Consider this query: how many apple records and how many banana records in the fruit table? The CCS paper and Opaque answer this query from two approaches.

The CCS paper answers the question based on two operators - mappers and reducer. The mapper filters out all the non-apple-banana records and the reducer count the number of apples and bananas. To hide leaky information (which input records are apples), the CCS paper introduces shuffler operator. Shuffler operates on the intermediate data and breaks the link between the intermediate key (apple) and the input records. Note that, even with this shuffler, the information like - how many apples - is still leaked.

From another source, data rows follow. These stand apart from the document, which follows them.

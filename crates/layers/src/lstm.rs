//! Long short-term memory cells and a bidirectional sequence runner.
//!
//! Layout contracts:
//!
//! * [`LstmCell::step`] consumes `x: [batch, input_dim]` and a state whose `h`
//!   and `c` are both `[batch, hidden_dim]`, returning the next state in the
//!   same layout. The cell output at a step is the new `h`.
//! * [`BiLstm::run`] consumes a position-major sequence `[seq, batch, input_dim]`
//!   and returns per-position outputs `[seq, batch, 2 * hidden_dim]` where the
//!   first half of the feature axis comes from the forward direction and the
//!   second half from the backward direction, together with each direction's
//!   final state (forward after position `seq - 1`, backward after position 0).
//!
//! Gates follow the usual `i, f, g, o` packing of a single `4 * hidden_dim`
//! projection:
//!
//! ```text
//! c' = sigmoid(f) * c + sigmoid(i) * tanh(g)
//! h' = sigmoid(o) * tanh(c')
//! ```

use std::fmt;
use std::sync::Arc;

use candle_core::{DType, Device, Result, Tensor, Var};

use crate::{
    activations::{builtin, Activation, ActivationKind},
    checks,
    dtypes::PrecisionPolicy,
    linear::{Linear, LinearConfig, LinearInit, LinearLayer},
};

/// Dimensions of a single-layer LSTM.
#[derive(Debug, Clone, Copy, PartialEq, Eq)]
pub struct LstmConfig {
    pub input_dim: usize,
    pub hidden_dim: usize,
}

impl LstmConfig {
    pub fn new(input_dim: usize, hidden_dim: usize) -> Self {
        Self {
            input_dim,
            hidden_dim,
        }
    }
}

/// Recurrent `(hidden, cell)` pair, each `[batch, width]`.
#[derive(Debug, Clone)]
pub struct LstmState {
    pub h: Tensor,
    pub c: Tensor,
}

impl LstmState {
    pub fn new(h: Tensor, c: Tensor) -> Self {
        Self { h, c }
    }

    /// All-zero state for `batch` rows of `width` features.
    pub fn zeros(batch: usize, width: usize, dtype: DType, device: &Device) -> Result<Self> {
        let h = Tensor::zeros((batch, width), dtype, device)?;
        let c = h.zeros_like()?;
        Ok(Self { h, c })
    }

    /// `concat(h, c)` along the feature axis: `[batch, 2 * width]`.
    pub fn joined(&self) -> Result<Tensor> {
        Tensor::cat(&[&self.h, &self.c], 1)
    }

    pub fn batch_size(&self) -> usize {
        self.h.dims().first().copied().unwrap_or(0)
    }

    pub fn width(&self) -> usize {
        self.h.dims().last().copied().unwrap_or(0)
    }
}

/// Single LSTM cell advanced one position at a time.
#[derive(Clone)]
pub struct LstmCell {
    config: LstmConfig,
    input_proj: Linear,
    recurrent_proj: Linear,
    sigmoid: Arc<dyn Activation>,
    tanh: Arc<dyn Activation>,
    policy: PrecisionPolicy,
}

impl fmt::Debug for LstmCell {
    fn fmt(&self, f: &mut fmt::Formatter<'_>) -> fmt::Result {
        f.debug_struct("LstmCell")
            .field("input_dim", &self.config.input_dim)
            .field("hidden_dim", &self.config.hidden_dim)
            .field("dtype", &self.policy.storage())
            .finish()
    }
}

impl LstmCell {
    /// Builds a cell with `U(-1/sqrt(fan_in), 1/sqrt(fan_in))` gate weights.
    pub fn new(config: LstmConfig, device: &Device, dtype: DType) -> Result<Self> {
        let gates = 4 * config.hidden_dim;
        let input_proj = Linear::with_init(
            LinearConfig::new(config.input_dim, gates),
            &LinearInit::FanInUniform,
            device,
            dtype,
        )?;
        let recurrent_proj = Linear::with_init(
            LinearConfig::new(config.hidden_dim, gates).without_bias(),
            &LinearInit::FanInUniform,
            device,
            dtype,
        )?;
        Ok(Self {
            config,
            input_proj,
            recurrent_proj,
            sigmoid: builtin(ActivationKind::Sigmoid),
            tanh: builtin(ActivationKind::Tanh),
            policy: PrecisionPolicy::from_parameter_dtype(dtype),
        })
    }

    pub fn config(&self) -> &LstmConfig {
        &self.config
    }

    /// Zero state matching this cell's width and storage dtype.
    pub fn zero_state(&self, batch: usize, device: &Device) -> Result<LstmState> {
        LstmState::zeros(batch, self.config.hidden_dim, self.policy.storage(), device)
    }

    /// Advances the cell by one position.
    pub fn step(&self, x: &Tensor, state: &LstmState) -> Result<LstmState> {
        checks::expect_rank("lstm.input", x, 2)?;
        checks::expect_last_dim("lstm.input", x, self.config.input_dim)?;
        let batch = x.dims()[0];
        checks::expect_shape("lstm.h", &state.h, &[batch, self.config.hidden_dim])?;
        checks::expect_shape("lstm.c", &state.c, &[batch, self.config.hidden_dim])?;

        let policy = &self.policy;
        let gates = self
            .input_proj
            .forward(x, policy)?
            .add(&self.recurrent_proj.forward(&state.h, policy)?)?;
        let gates = policy.cast_for_matmul(&gates)?.chunk(4, 1)?;

        let input_gate = self.sigmoid.forward(&gates[0], policy)?;
        let forget_gate = self.sigmoid.forward(&gates[1], policy)?;
        let candidate = self.tanh.forward(&gates[2], policy)?;
        let output_gate = self.sigmoid.forward(&gates[3], policy)?;

        let c = forget_gate
            .mul(&state.c)?
            .add(&input_gate.mul(&candidate)?)?;
        let h = output_gate.mul(&self.tanh.forward(&c, policy)?)?;
        Ok(LstmState::new(h, c))
    }

    pub fn parameter_count(&self) -> usize {
        self.input_proj.parameter_count() + self.recurrent_proj.parameter_count()
    }

    pub fn named_parameters(&self, scope: &str) -> Vec<(String, Var)> {
        let mut params = self.input_proj.named_parameters(&format!("{scope}.input"));
        params.extend(
            self.recurrent_proj
                .named_parameters(&format!("{scope}.recurrent")),
        );
        params
    }
}

/// Result of running a [`BiLstm`] over a whole sequence.
#[derive(Debug, Clone)]
pub struct BiLstmOutput {
    /// Per-position `concat(h_forward, h_backward)`: `[seq, batch, 2 * hidden]`.
    pub outputs: Tensor,
    /// Forward direction state after the last position.
    pub forward_final: LstmState,
    /// Backward direction state after the first position.
    pub backward_final: LstmState,
}

/// Bidirectional single-layer LSTM.
#[derive(Debug, Clone)]
pub struct BiLstm {
    forward: LstmCell,
    backward: LstmCell,
}

impl BiLstm {
    pub fn new(config: LstmConfig, device: &Device, dtype: DType) -> Result<Self> {
        Ok(Self {
            forward: LstmCell::new(config, device, dtype)?,
            backward: LstmCell::new(config, device, dtype)?,
        })
    }

    pub fn config(&self) -> &LstmConfig {
        self.forward.config()
    }

    /// Runs both directions from zero state over `inputs: [seq, batch, input_dim]`.
    pub fn run(&self, inputs: &Tensor) -> Result<BiLstmOutput> {
        checks::expect_rank("bilstm.input", inputs, 3)?;
        checks::expect_non_empty("bilstm.input", inputs)?;
        let (seq_len, batch, _) = inputs.dims3()?;
        let device = inputs.device();

        let mut forward_state = self.forward.zero_state(batch, device)?;
        let mut forward_hidden = Vec::with_capacity(seq_len);
        for position in 0..seq_len {
            forward_state = self.forward.step(&inputs.get(position)?, &forward_state)?;
            forward_hidden.push(forward_state.h.clone());
        }

        let mut backward_state = self.backward.zero_state(batch, device)?;
        let mut backward_hidden = vec![None; seq_len];
        for position in (0..seq_len).rev() {
            backward_state = self.backward.step(&inputs.get(position)?, &backward_state)?;
            backward_hidden[position] = Some(backward_state.h.clone());
        }

        let per_position = forward_hidden
            .iter()
            .zip(backward_hidden.into_iter().flatten())
            .map(|(fwd, bwd)| Tensor::cat(&[fwd, &bwd], 1))
            .collect::<Result<Vec<_>>>()?;

        Ok(BiLstmOutput {
            outputs: Tensor::stack(&per_position, 0)?,
            forward_final: forward_state,
            backward_final: backward_state,
        })
    }

    pub fn parameter_count(&self) -> usize {
        self.forward.parameter_count() + self.backward.parameter_count()
    }

    pub fn named_parameters(&self, scope: &str) -> Vec<(String, Var)> {
        let mut params = self.forward.named_parameters(&format!("{scope}.forward"));
        params.extend(self.backward.named_parameters(&format!("{scope}.backward")));
        params
    }
}

#[cfg(test)]
mod tests {
    use super::*;

    fn max_abs_diff(a: &Tensor, b: &Tensor) -> Result<f32> {
        a.sub(b)?.abs()?.flatten_all()?.max(0)?.to_scalar::<f32>()
    }

    #[test]
    fn step_keeps_state_layout_and_bounds_hidden() -> Result<()> {
        let device = Device::Cpu;
        let cell = LstmCell::new(LstmConfig::new(6, 4), &device, DType::F32)?;
        let x = Tensor::randn(0f32, 3.0, (3, 6), &device)?;
        let state = cell.step(&x, &cell.zero_state(3, &device)?)?;

        assert_eq!(state.h.dims(), &[3, 4]);
        assert_eq!(state.c.dims(), &[3, 4]);
        assert_eq!(state.joined()?.dims(), &[3, 8]);
        let h = state.h.flatten_all()?.to_vec1::<f32>()?;
        assert!(h.iter().all(|v| v.abs() < 1.0));
        Ok(())
    }

    #[test]
    fn step_rejects_mismatched_state() -> Result<()> {
        let device = Device::Cpu;
        let cell = LstmCell::new(LstmConfig::new(2, 3), &device, DType::F32)?;
        let x = Tensor::zeros((2, 2), DType::F32, &device)?;
        let state = LstmState::zeros(4, 3, DType::F32, &device)?;
        assert!(cell.step(&x, &state).is_err());
        Ok(())
    }

    #[test]
    fn bidirectional_halves_match_manual_scans() -> Result<()> {
        let device = Device::Cpu;
        let lstm = BiLstm::new(LstmConfig::new(3, 2), &device, DType::F32)?;
        let inputs = Tensor::randn(0f32, 1.0, (4, 2, 3), &device)?;
        let out = lstm.run(&inputs)?;
        assert_eq!(out.outputs.dims(), &[4, 2, 4]);

        let mut state = lstm.forward.zero_state(2, &device)?;
        for t in 0..4 {
            state = lstm.forward.step(&inputs.get(t)?, &state)?;
            let half = out.outputs.get(t)?.narrow(1, 0, 2)?;
            assert!(max_abs_diff(&half, &state.h)? < 1e-6);
        }
        assert!(max_abs_diff(&out.forward_final.h, &state.h)? < 1e-6);

        let mut state = lstm.backward.zero_state(2, &device)?;
        for t in (0..4).rev() {
            state = lstm.backward.step(&inputs.get(t)?, &state)?;
            let half = out.outputs.get(t)?.narrow(1, 2, 2)?;
            assert!(max_abs_diff(&half, &state.h)? < 1e-6);
        }
        assert!(max_abs_diff(&out.backward_final.c, &state.c)? < 1e-6);
        Ok(())
    }

    #[test]
    fn named_parameters_are_scoped_per_direction() -> Result<()> {
        let lstm = BiLstm::new(LstmConfig::new(3, 2), &Device::Cpu, DType::F32)?;
        let names: Vec<String> = lstm
            .named_parameters("enc")
            .into_iter()
            .map(|(name, _)| name)
            .collect();
        assert_eq!(
            names,
            vec![
                "enc.forward.input.weight",
                "enc.forward.input.bias",
                "enc.forward.recurrent.weight",
                "enc.backward.input.weight",
                "enc.backward.input.bias",
                "enc.backward.recurrent.weight",
            ]
        );
        // (4H x in + 4H) + 4H x H per direction
        assert_eq!(lstm.parameter_count(), 2 * (8 * 3 + 8 + 8 * 2));
        Ok(())
    }
}
use attention::AttentionError;
use thiserror::Error;

pub type Result<T> = std::result::Result<T, SummarizerError>;

/// Failures surfaced by model construction, configuration loading and forward runs.
///
/// Every variant is fatal for the call that produced it; nothing is retried
/// and no partial output is returned.
#[derive(Debug, Error)]
pub enum SummarizerError {
    #[error("failed to read config: {0}")]
    Io(#[from] std::io::Error),

    #[error("failed to parse TOML config: {0}")]
    Toml(#[from] toml::de::Error),

    #[error("failed to parse JSON: {0}")]
    Json(#[from] serde_json::Error),

    #[error("unsupported configuration: {0}")]
    Config(String),

    #[error("invalid configuration: {}", .0.join("; "))]
    Validation(Vec<String>),

    #[error("{name} has batch size {got} but the model was built for {expected}")]
    BatchMismatch {
        name: &'static str,
        expected: usize,
        got: usize,
    },

    #[error("{name} has {got} positions, expected {expected}")]
    SequenceLength {
        name: &'static str,
        expected: usize,
        got: usize,
    },

    #[error("attention failed: {0}")]
    Attention(#[from] AttentionError),

    #[error("tensor operation failed: {0}")]
    Tensor(#[from] candle_core::Error),
}

impl SummarizerError {
    pub fn config(message: impl Into<String>) -> Self {
        Self::Config(message.into())
    }
}
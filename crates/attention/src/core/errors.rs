//! Error types emitted by attention implementations.

/// Attention-specific error category.
#[derive(Debug)]
pub enum AttentionError {
    /// The supplied tensor shapes do not align with the documented contract.
    InvalidShape { context: String },
    /// The kernel does not support the requested data type.
    UnsupportedDType { requested: String },
    /// A backend-specific failure propagated to the caller.
    Backend { message: String },
}

impl AttentionError {
    pub(crate) fn shape(context: impl Into<String>) -> Self {
        Self::InvalidShape {
            context: context.into(),
        }
    }
}

impl std::fmt::Display for AttentionError {
    fn fmt(&self, f: &mut std::fmt::Formatter<'_>) -> std::fmt::Result {
        match self {
            AttentionError::InvalidShape { context } => {
                write!(f, "invalid tensor shape: {context}")
            }
            AttentionError::UnsupportedDType { requested } => {
                write!(f, "unsupported dtype {requested}")
            }
            AttentionError::Backend { message } => f.write_str(message),
        }
    }
}

impl std::error::Error for AttentionError {}

impl From<candle_core::Error> for AttentionError {
    fn from(err: candle_core::Error) -> Self {
        AttentionError::Backend {
            message: err.to_string(),
        }
    }
}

The Opaque paper answers the question using one operator - oblivious sorter. In the first run, the input records are sorted by their fruit type, so that two apples are neighbors in the output. Next, the query could be answered by scanning the dataset. But this is not enough. When the dataset is too big to fit into one machine, the simple scan could still leak the information like - how many apples. To solve this problem, the Opaque first let machines to exchange some statistical information. After doing this, all the apples or bananas are extended to contain one information, the count. Note that only the last apple in the apple group contains the real count, the count attribute for all the other apples are just dummy value. And then, the Opaque apply oblivious sorter for the second time, with the count attribute being the sort key. After this, we only need to throw away the dummy items and the query can be answered.